The first comprehensive landscape photos ever taken of the Columbia River Gorge were captured 150 years ago this month by Carleton Watkins, a world famous photographer who was at the height of his career.
As a young man, Watkins had gone to San Francisco to chase the Gold Rush. Instead, he landed a job with a photographer and quickly learned the ropes. In nine years, he went from being an unknown prospector to embarking on one of the most important photography projects in U.S. history.
Watkins, born 73 years before Ansel Adams, captured classic views in Yosemite before almost any one else. The entrance to the valley, El Capitan, Half Dome all stand as giants in his timeless images over a century-and-half later.
These images are mammoth prints. For reference, a standard disposable camera's photograph is 4-by-3 inches. His prints were typically 18-by-22 inches.
He was the first American landscape photographer to construct a camera that could create such large negatives.
The massive size and the rugged, pristine beauty of the wilderness flooded viewers. For some east coasters, these were the first images they ever saw Yosemite. The prints helped inspire a law to protect Yosemite. It was the first time the federal government set aside land for conservation and public use — anywhere in the world.
The bill was signed into law by President Lincoln in the middle of the Civil War. It would go on to give birth to America’s National Park Service.
In 1867 his Yosemite images were displayed at the Exposition Universelle in Paris and he won a gold medal for landscape photography.
That same year, Watkins jumped aboard a steamship and captured The Columbia River Gorge
He returned to Oregon a handful more times, capturing some of the earliest images of Oregon City and Portland.
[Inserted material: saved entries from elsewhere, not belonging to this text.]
//! Growth of a whole plant.
//!
//! A [`Plant`] keeps the *frontier*: the ordered list of agents that are
//! still growing. Each call to [`Plant::get_circles`] yields one circle per
//! frontier agent and then rebuilds the frontier: agents with steps left
//! stay, dead agents are replaced by their heirs. Growth ends when the
//! frontier is empty.
//!
//! Termination follows from two bounds: every agent's `length` strictly
//! decreases per step, and every heir is one generation deeper than its
//! parent, while [`PlantGenom::evolve`] refuses generations past the
//! template's length.

use std::sync::Arc;

use rand::{SeedableRng, rngs::StdRng};
use tracing::{debug, trace};

use crate::agent::{Agent, spawn_branches};
use crate::config::GrowthConfig;
use crate::genome::{AgentGenom, PlantGenom};
use crate::math::{UP, Vec2};
use crate::types::Circle;

/// Builds the generation-0 frontier for `template`.
///
/// Generation 0 is evolved from the all-zero neutral genome at `start_pos`,
/// heading [`UP`], exactly like any later branch point.
pub fn seed_agents<R: rand::Rng + ?Sized>(
    template: &Arc<PlantGenom>,
    start_pos: Vec2,
    rng: &mut R,
) -> Vec<Agent> {
    let neutral = AgentGenom::default();
    match template.evolve(0, &neutral, rng) {
        Some(genom) => spawn_branches(genom, template, 0, start_pos, UP),
        None => Vec::new(),
    }
}

/// Rough number of circles a plant grown from `template` will emit.
///
/// Sums, per generation, the stored `length` (at least 1) times the number
/// of agents expected at that depth. Length deviation and early deaths are
/// ignored, so this is only good for progress reporting.
pub fn estimate_total(template: &PlantGenom) -> u64 {
    let mut agents: u64 = 1;
    let mut total: u64 = 0;
    for genom in template.agents() {
        agents = agents.saturating_mul(genom.number_branches.max(0) as u64);
        total = total.saturating_add(agents.saturating_mul(genom.length.max(1) as u64));
    }
    total
}

/// One growth run of a plant.
///
/// The template genome is shared read-only with every agent; the RNG is
/// owned by the plant, so two plants built with the same seed, template and
/// config emit identical circle streams.
#[derive(Debug)]
pub struct Plant {
    template: Arc<PlantGenom>,
    frontier: Vec<Agent>,
    start_pos: Vec2,
    cfg: GrowthConfig,
    rng: StdRng,
    drawn: u64,
    total: u64,
}

impl Plant {
    /// Creates a plant with the default config and an OS-seeded RNG.
    pub fn new(template: impl Into<Arc<PlantGenom>>, start_pos: Vec2) -> Self {
        Self::with_config(
            template,
            start_pos,
            GrowthConfig::default(),
            StdRng::from_os_rng(),
        )
    }

    /// Creates a plant with the default config and a reproducible RNG.
    pub fn with_seed(template: impl Into<Arc<PlantGenom>>, start_pos: Vec2, seed: u64) -> Self {
        Self::with_config(
            template,
            start_pos,
            GrowthConfig::default(),
            StdRng::seed_from_u64(seed),
        )
    }

    pub fn with_config(
        template: impl Into<Arc<PlantGenom>>,
        start_pos: Vec2,
        cfg: GrowthConfig,
        mut rng: StdRng,
    ) -> Self {
        let template = template.into();
        let frontier = seed_agents(&template, start_pos, &mut rng);
        let total = estimate_total(&template);

        debug!(
            generations = template.len(),
            frontier = frontier.len(),
            total,
            "plant seeded"
        );

        Self {
            template,
            frontier,
            start_pos,
            cfg,
            rng,
            drawn: 0,
            total,
        }
    }

    #[inline]
    pub fn is_growing(&self) -> bool {
        !self.frontier.is_empty()
    }

    /// Returns the lazy stream of circles for one growth step.
    ///
    /// The iterator yields one circle per frontier agent, in frontier
    /// order. When it is exhausted, or dropped early, the frontier is
    /// rebuilt: surviving agents first, in their previous order, then the
    /// heirs of the agents that died, grouped by parent in frontier order
    /// and by branch index within a parent. Agents the iterator never
    /// reached are kept as they are.
    pub fn get_circles(&mut self) -> Circles<'_> {
        Circles {
            plant: self,
            next: 0,
            committed: false,
        }
    }

    /// Runs growth to completion (or for at most `max_steps` steps) and
    /// collects every circle.
    pub fn grow_to_end(&mut self, max_steps: usize) -> Vec<Circle> {
        let mut circles = Vec::new();
        for _ in 0..max_steps {
            if !self.is_growing() {
                break;
            }
            circles.extend(self.get_circles());
        }
        circles
    }

    /// Circles emitted so far.
    #[inline]
    pub fn drawn(&self) -> u64 {
        self.drawn
    }

    /// Estimated number of circles for the whole run; never below
    /// [`Plant::drawn`].
    #[inline]
    pub fn total(&self) -> u64 {
        self.total
    }

    /// Fraction of the estimated total drawn so far, in `[0, 1]`.
    pub fn progress(&self) -> f32 {
        if !self.is_growing() || self.total == 0 {
            return 1.0;
        }
        (self.drawn as f64 / self.total as f64).min(1.0) as f32
    }

    #[inline]
    pub fn start_pos(&self) -> Vec2 {
        self.start_pos
    }

    #[inline]
    pub fn template(&self) -> &Arc<PlantGenom> {
        &self.template
    }

    #[inline]
    pub fn frontier(&self) -> &[Agent] {
        &self.frontier
    }

    #[inline]
    pub fn config(&self) -> &GrowthConfig {
        &self.cfg
    }

    /// Replaces the dead agents among the first `visited` frontier entries
    /// with their heirs.
    fn advance(&mut self, visited: usize) {
        let frontier = std::mem::take(&mut self.frontier);
        let mut survivors = Vec::with_capacity(frontier.len());
        let mut heirs = Vec::new();

        for (i, agent) in frontier.into_iter().enumerate() {
            if i >= visited || agent.is_live() {
                survivors.push(agent);
            } else {
                heirs.extend(agent.get_heirs(&mut self.rng));
            }
        }

        trace!(
            survivors = survivors.len(),
            heirs = heirs.len(),
            drawn = self.drawn,
            "frontier advanced"
        );

        survivors.append(&mut heirs);
        self.frontier = survivors;

        if self.frontier.is_empty() {
            debug!(drawn = self.drawn, "plant finished growing");
        }
    }
}

/// Iterator returned by [`Plant::get_circles`].
///
/// Finite and single-use: once it has run (or been dropped) the plant has
/// moved on to the next step.
#[derive(Debug)]
pub struct Circles<'a> {
    plant: &'a mut Plant,
    next: usize,
    committed: bool,
}

impl Circles<'_> {
    fn commit(&mut self) {
        if !self.committed {
            self.committed = true;
            self.plant.advance(self.next);
        }
    }
}

impl Iterator for Circles<'_> {
    type Item = Circle;

    fn next(&mut self) -> Option<Circle> {
        if self.committed {
            return None;
        }

        let plant = &mut *self.plant;
        if self.next < plant.frontier.len() {
            let circle = plant.frontier[self.next].get_circle(&plant.cfg, &mut plant.rng);
            self.next += 1;
            plant.drawn += 1;
            plant.total = plant.total.max(plant.drawn);
            return Some(circle);
        }

        self.commit();
        None
    }

    fn size_hint(&self) -> (usize, Option<usize>) {
        let left = if self.committed {
            0
        } else {
            self.plant.frontier.len() - self.next
        };
        (left, Some(left))
    }
}

impl Drop for Circles<'_> {
    fn drop(&mut self) {
        self.commit();
    }
}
But a few years later, Watkins fell onto hard times. His offices in San Francisco were destroyed in the great earthquake. He lost his life’s work, and shortly later he lost his grip on reality.
Carleton Watkins was committed to Napa State Hospital, an insane asylum, where eventually he died and was buried in an unmarked grave on the grounds.
Today, Watkins’ work is largely forgotten to history. But a generation before Ansel Adams, Carleton Watkins’ powerful photography helped spark a new idea: Natural spaces are worth protecting.